The solution might be therefore to retain the pay review bodies but to ensure that they allow for much large wage differentials across the country. In so doing, they will have to resist calls from the unions – and possibly the public – for equity in pay setting. But far from being fair, such equity penalises public sector workers in high cost areas, over-reward those in low cost areas and probably harm the users of the services these workers provide.

Spending cuts and public sector productivity

October 18, 2010 Leave a comment

Helen Simpson

 

The coalition government plan to implement substantial cuts in spending on public services, with most departments having been asked to find budget cuts of 25%. The government hopes to achieve these cuts without such radical effects on what it delivers. The up-coming Spending Review aims to make efficiency savings and “to consider how to deliver a step change in public sector productivity(i.e. the ratio of public sector outputs to inputs).

Public service reforms may deliver genuine efficiency improvements, but even in their absence the spending cuts are is likely to be successful in increasing measured productivity in the public sector. The graph shows the National Statistics measure of public sector productivity from 1997 to 2008. Productivity falls as the increase in inputs outstrips the growth in measured output. As inputs decrease this is likely to be reversed. Measuring the quality of public sector outputs is extremely difficult[1] – just as the numbers may not include all quality improvements as inputs rose, the output measure may miss any deterioration in service quality as inputs fall, leading to an increase in measured productivity.

Source: UKCeMGA: Total Public Service Output, Inputs and Productivity (2010)

With the prospect of public sector pay freezes, quality decreases may arise through talented staff leaving for the private sector. Research suggests that remuneration over the lifetime is roughly similar in the public and private sector with a small public sector premium.[2] Hence there is a risk, with public sector pay frozen, and if jobs become available, that quality will decrease if some of the most able employees go private.

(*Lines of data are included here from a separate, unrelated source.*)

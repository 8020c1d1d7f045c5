//! Configuration validation
//!
//! Validates wikijson configuration for correctness:
//! - Timestamp keys get a usable namespace
//! - The snapshot directory is a directory
//! - The wikis database and the timestamp store are different files

use super::wikijson_config::WikiJsonConfig;
use crate::WikiJsonError;

/// Validation error details
#[derive(Debug, Clone)]
pub struct ValidationError {
    pub field: String,
    pub message: String,
}

impl ValidationError {
    fn new(field: impl Into<String>, message: impl Into<String>) -> Self {
        Self {
            field: field.into(),
            message: message.into(),
        }
    }
}

impl std::fmt::Display for ValidationError {
    fn fmt(&self, f: &mut std::fmt::Formatter<'_>) -> std::fmt::Result {
        write!(f, "{}: {}", self.field, self.message)
    }
}

/// Validation result
pub type ValidationResult = std::result::Result<(), Vec<ValidationError>>;

/// Validate a wikijson configuration, collecting every problem
pub fn validate_config(config: &WikiJsonConfig) -> ValidationResult {
    let mut errors = Vec::new();

    if config.cache_namespace.trim().is_empty() {
        errors.push(ValidationError::new(
            "cache_namespace",
            "Namespace cannot be empty",
        ));
    } else if config.cache_namespace.contains(':') {
        // ':' separates the key segments
        errors.push(ValidationError::new(
            "cache_namespace",
            format!(
                "Namespace '{}' must not contain ':'",
                config.cache_namespace
            ),
        ));
    }

    if config.cache_directory.as_os_str().is_empty() {
        errors.push(ValidationError::new(
            "cache_directory",
            "Cache directory cannot be empty",
        ));
    } else if config.cache_directory.exists() && !config.cache_directory.is_dir() {
        errors.push(ValidationError::new(
            "cache_directory",
            format!(
                "{} exists but is not a directory",
                config.cache_directory.display()
            ),
        ));
    }

    if config.database == config.timestamp_store {
        errors.push(ValidationError::new(
            "timestamp_store",
            "Timestamp store must not be the wikis database",
        ));
    }

    if errors.is_empty() {
        Ok(())
    } else {
        Err(errors)
    }
}

/// Validate configuration and return a Result
pub fn validate_config_result(config: &WikiJsonConfig) -> crate::Result<()> {
    validate_config(config).map_err(|errors| {
        let messages: Vec<String> = errors.iter().map(|e| e.to_string()).collect();
        WikiJsonError::Config(format!(
            "Configuration validation failed:\n  - {}",
            messages.join("\n  - ")
        ))
    })
}

#[cfg(test)]
mod tests {
    use super::*;
    use tempfile::NamedTempFile;

    #[test]
    fn test_valid_config() {
        let config = WikiJsonConfig::new();
        assert!(validate_config(&config).is_ok());
    }

    #[test]
    fn test_empty_namespace() {
        let mut config = WikiJsonConfig::new();
        config.cache_namespace = "  ".to_string();

        let errors = validate_config(&config).unwrap_err();
        assert_eq!(errors.len(), 1);
        assert_eq!(errors[0].field, "cache_namespace");
    }

    #[test]
    fn test_namespace_with_separator() {
        let mut config = WikiJsonConfig::new();
        config.cache_namespace = "farm:one".to_string();

        let errors = validate_config(&config).unwrap_err();
        assert!(errors[0].message.contains("':'"));
    }

    #[test]
    fn test_cache_directory_is_file() {
        let temp_file = NamedTempFile::new().unwrap();
        let mut config = WikiJsonConfig::new();
        config.cache_directory = temp_file.path().to_path_buf();

        let errors = validate_config(&config).unwrap_err();
        assert!(errors[0].message.contains("not a directory"));
    }

    #[test]
    fn test_collects_all_errors() {
        let mut config = WikiJsonConfig::new();
        config.cache_namespace = String::new();
        config.timestamp_store = config.database.clone();

        let errors = validate_config(&config).unwrap_err();
        assert_eq!(errors.len(), 2);

        let err = validate_config_result(&config).unwrap_err();
        assert!(err.to_string().contains("timestamp_store"));
    }
}
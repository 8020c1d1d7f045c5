//! In-memory wikis table with a settable server clock

use super::{WikiDatabase, WikiListing, WikiRecord};
use crate::Result;
use std::cell::{Cell, RefCell};
use std::collections::BTreeMap;

/// Wikis table held in memory
#[derive(Debug)]
pub struct MemoryWikiDatabase {
    wikis: RefCell<BTreeMap<String, WikiRecord>>,
    now: Cell<i64>,
}

impl MemoryWikiDatabase {
    /// Empty table whose clock reads `now`
    pub fn new(now: i64) -> Self {
        Self {
            wikis: RefCell::new(BTreeMap::new()),
            now: Cell::new(now),
        }
    }

    /// Insert or replace a wiki row
    pub fn insert(&self, record: WikiRecord) {
        self.wikis
            .borrow_mut()
            .insert(record.dbname.clone(), record);
    }

    pub fn remove(&self, dbname: &str) -> Option<WikiRecord> {
        self.wikis.borrow_mut().remove(dbname)
    }

    /// Move the server clock
    pub fn set_time(&self, now: i64) {
        self.now.set(now);
    }
}

impl WikiDatabase for MemoryWikiDatabase {
    fn server_time(&self) -> Result<i64> {
        Ok(self.now.get())
    }

    fn all_wikis(&self) -> Result<Vec<WikiListing>> {
        Ok(self.wikis.borrow().values().map(WikiRecord::listing).collect())
    }

    fn wiki(&self, dbname: &str) -> Result<Option<WikiRecord>> {
        Ok(self.wikis.borrow().get(dbname).cloned())
    }
}

#[cfg(test)]
mod tests {
    use super::*;

    #[test]
    fn test_insert_and_lookup() {
        let db = MemoryWikiDatabase::new(20240101000000);
        db.insert(WikiRecord::new("testwiki", "Test Wiki"));
        db.insert(WikiRecord::new("otherwiki", "Other Wiki"));

        assert_eq!(db.all_wikis().unwrap().len(), 2);
        assert_eq!(db.wiki("testwiki").unwrap().unwrap().sitename, "Test Wiki");
        assert!(db.wiki("missingwiki").unwrap().is_none());

        db.remove("otherwiki");
        assert_eq!(db.all_wikis().unwrap().len(), 1);
    }

    #[test]
    fn test_clock() {
        let db = MemoryWikiDatabase::new(20240101000000);
        assert_eq!(db.server_time().unwrap(), 20240101000000);

        db.set_time(20240101000100);
        assert_eq!(db.server_time().unwrap(), 20240101000100);
    }
}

Shifting a substantial fraction of activities out of the public sector, for example to be delivered by charitable organisations, could also increase public sector productivity if those services were relatively resource intensive and low productivity. But then comparing the performance of total publicly-provided services over time, and inherently the performance of successive governments, would not be meaningful as the measure would not be comparing like with like.

 


[1] H. Simpson, (2009) “Productivity in public services”, Journal of Economic Surveys, 23(2), 250-276

[2]Postel-Vinay, F. and H. Turon, 2007, “The Public Pay Gap in Britain: Small Differences That (Don’t?) Matter”, Economic Journal, 117, 1460-503.